Task prompt:
Whenever the string "Round" appears in a line below, please copy the line out.

Provided records:
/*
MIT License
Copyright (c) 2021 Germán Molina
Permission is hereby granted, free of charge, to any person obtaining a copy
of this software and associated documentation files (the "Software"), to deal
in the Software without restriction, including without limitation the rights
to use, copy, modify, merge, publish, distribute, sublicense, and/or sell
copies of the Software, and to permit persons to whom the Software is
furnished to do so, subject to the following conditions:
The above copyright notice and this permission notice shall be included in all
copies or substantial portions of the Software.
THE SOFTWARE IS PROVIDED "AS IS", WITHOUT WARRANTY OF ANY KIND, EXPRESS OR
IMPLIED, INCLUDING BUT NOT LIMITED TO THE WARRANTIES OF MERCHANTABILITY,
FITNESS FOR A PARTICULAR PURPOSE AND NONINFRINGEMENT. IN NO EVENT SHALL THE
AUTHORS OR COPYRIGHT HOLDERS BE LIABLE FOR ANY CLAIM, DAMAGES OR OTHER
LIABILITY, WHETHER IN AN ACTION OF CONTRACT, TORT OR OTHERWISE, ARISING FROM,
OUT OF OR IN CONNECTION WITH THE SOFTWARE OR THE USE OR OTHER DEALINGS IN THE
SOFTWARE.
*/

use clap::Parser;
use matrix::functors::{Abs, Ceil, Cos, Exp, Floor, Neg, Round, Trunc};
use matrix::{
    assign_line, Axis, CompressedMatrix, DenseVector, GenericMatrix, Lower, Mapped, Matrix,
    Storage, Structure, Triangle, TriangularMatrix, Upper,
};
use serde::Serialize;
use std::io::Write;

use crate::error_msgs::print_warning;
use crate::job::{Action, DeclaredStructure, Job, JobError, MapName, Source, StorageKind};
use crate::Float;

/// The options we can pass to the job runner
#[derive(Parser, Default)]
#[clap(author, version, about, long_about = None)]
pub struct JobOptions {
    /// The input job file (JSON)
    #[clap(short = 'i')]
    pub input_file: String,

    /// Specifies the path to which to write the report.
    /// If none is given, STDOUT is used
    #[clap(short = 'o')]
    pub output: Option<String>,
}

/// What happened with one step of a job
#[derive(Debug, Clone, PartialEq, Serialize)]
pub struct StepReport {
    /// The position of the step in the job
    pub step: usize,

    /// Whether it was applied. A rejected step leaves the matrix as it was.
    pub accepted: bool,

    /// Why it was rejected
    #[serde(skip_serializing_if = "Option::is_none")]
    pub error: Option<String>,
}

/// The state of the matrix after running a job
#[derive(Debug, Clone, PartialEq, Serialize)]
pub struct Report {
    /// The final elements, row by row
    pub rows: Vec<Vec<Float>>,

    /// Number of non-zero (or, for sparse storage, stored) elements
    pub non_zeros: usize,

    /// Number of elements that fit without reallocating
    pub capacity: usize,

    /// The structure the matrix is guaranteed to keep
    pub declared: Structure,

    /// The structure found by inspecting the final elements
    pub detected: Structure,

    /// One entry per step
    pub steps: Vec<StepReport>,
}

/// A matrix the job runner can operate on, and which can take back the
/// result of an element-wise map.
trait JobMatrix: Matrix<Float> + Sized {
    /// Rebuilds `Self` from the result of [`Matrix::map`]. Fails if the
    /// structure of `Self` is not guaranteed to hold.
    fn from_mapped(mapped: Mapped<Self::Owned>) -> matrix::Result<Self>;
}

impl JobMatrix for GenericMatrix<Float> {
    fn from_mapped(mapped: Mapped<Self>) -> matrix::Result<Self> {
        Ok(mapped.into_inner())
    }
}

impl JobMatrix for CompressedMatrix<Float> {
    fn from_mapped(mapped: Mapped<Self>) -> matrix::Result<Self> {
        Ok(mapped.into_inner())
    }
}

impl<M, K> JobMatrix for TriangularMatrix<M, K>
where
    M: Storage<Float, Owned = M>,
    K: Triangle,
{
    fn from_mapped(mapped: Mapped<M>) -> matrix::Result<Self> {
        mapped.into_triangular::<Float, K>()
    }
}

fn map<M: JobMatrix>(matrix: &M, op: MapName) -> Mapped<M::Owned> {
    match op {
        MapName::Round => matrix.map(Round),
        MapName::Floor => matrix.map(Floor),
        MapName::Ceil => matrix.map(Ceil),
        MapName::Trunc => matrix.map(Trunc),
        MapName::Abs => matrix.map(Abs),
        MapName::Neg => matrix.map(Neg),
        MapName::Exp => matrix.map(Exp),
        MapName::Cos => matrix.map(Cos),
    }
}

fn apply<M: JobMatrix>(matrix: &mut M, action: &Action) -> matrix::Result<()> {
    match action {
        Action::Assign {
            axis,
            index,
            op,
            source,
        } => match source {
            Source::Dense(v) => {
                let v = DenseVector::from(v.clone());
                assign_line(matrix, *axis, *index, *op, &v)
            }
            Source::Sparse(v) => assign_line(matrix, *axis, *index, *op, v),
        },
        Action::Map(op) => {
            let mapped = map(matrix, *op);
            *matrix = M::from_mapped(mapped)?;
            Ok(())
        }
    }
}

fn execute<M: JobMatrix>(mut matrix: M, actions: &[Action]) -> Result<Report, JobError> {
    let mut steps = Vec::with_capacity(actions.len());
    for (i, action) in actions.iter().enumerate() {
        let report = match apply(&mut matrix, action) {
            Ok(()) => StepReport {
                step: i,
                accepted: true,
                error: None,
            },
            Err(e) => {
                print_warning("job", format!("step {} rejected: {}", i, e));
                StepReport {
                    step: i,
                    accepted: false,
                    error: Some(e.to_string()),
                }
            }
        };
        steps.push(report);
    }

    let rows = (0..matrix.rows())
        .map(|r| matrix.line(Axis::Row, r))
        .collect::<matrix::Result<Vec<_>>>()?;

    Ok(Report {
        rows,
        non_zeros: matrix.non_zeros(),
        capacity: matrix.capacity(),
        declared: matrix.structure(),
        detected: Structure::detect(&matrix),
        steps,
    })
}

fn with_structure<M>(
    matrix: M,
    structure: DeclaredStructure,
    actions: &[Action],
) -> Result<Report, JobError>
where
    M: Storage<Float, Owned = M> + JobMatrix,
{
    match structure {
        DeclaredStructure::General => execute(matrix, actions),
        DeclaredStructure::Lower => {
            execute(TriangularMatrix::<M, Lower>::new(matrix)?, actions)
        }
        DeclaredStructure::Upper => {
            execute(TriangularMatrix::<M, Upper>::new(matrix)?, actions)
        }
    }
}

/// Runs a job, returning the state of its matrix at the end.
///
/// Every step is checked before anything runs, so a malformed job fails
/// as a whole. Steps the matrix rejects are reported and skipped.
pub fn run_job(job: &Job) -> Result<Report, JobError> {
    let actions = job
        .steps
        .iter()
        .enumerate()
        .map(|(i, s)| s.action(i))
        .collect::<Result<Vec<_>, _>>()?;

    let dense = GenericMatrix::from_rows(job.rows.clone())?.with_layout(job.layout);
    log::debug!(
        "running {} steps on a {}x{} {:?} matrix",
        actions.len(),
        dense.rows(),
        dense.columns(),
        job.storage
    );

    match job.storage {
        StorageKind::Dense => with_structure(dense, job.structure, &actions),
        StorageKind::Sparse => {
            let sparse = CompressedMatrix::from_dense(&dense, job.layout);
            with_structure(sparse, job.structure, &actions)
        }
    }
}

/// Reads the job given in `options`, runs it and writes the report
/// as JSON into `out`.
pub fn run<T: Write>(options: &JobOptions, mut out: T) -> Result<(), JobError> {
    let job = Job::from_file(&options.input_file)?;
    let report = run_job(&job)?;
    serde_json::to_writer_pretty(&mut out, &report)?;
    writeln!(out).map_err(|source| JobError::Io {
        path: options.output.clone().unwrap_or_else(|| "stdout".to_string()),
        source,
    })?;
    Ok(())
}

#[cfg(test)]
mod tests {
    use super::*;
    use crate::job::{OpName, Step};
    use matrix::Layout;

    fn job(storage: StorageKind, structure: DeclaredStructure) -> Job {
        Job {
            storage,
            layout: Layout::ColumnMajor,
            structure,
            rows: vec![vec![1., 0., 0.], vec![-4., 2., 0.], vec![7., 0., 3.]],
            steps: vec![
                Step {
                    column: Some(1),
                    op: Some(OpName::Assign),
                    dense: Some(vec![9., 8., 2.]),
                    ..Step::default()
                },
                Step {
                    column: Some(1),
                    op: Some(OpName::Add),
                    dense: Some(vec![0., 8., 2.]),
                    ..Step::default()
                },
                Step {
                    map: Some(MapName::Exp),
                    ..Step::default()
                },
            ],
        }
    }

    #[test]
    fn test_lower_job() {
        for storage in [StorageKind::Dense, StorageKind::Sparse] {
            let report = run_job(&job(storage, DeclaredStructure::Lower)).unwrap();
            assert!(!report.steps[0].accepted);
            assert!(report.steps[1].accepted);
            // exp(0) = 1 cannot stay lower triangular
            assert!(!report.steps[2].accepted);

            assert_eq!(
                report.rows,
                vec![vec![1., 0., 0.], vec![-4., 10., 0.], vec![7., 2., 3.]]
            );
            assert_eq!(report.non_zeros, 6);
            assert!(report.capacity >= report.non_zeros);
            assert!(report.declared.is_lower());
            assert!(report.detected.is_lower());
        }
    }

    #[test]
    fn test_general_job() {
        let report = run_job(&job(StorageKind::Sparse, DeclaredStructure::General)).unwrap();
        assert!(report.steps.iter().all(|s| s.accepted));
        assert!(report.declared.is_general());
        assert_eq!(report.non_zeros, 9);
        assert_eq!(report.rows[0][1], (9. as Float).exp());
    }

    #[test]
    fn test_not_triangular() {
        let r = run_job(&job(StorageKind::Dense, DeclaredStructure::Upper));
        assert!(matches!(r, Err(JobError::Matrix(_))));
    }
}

Expected answer:
use matrix::functors::{Abs, Ceil, Cos, Exp, Floor, Neg, Round, Trunc};
        MapName::Round => matrix.map(Round),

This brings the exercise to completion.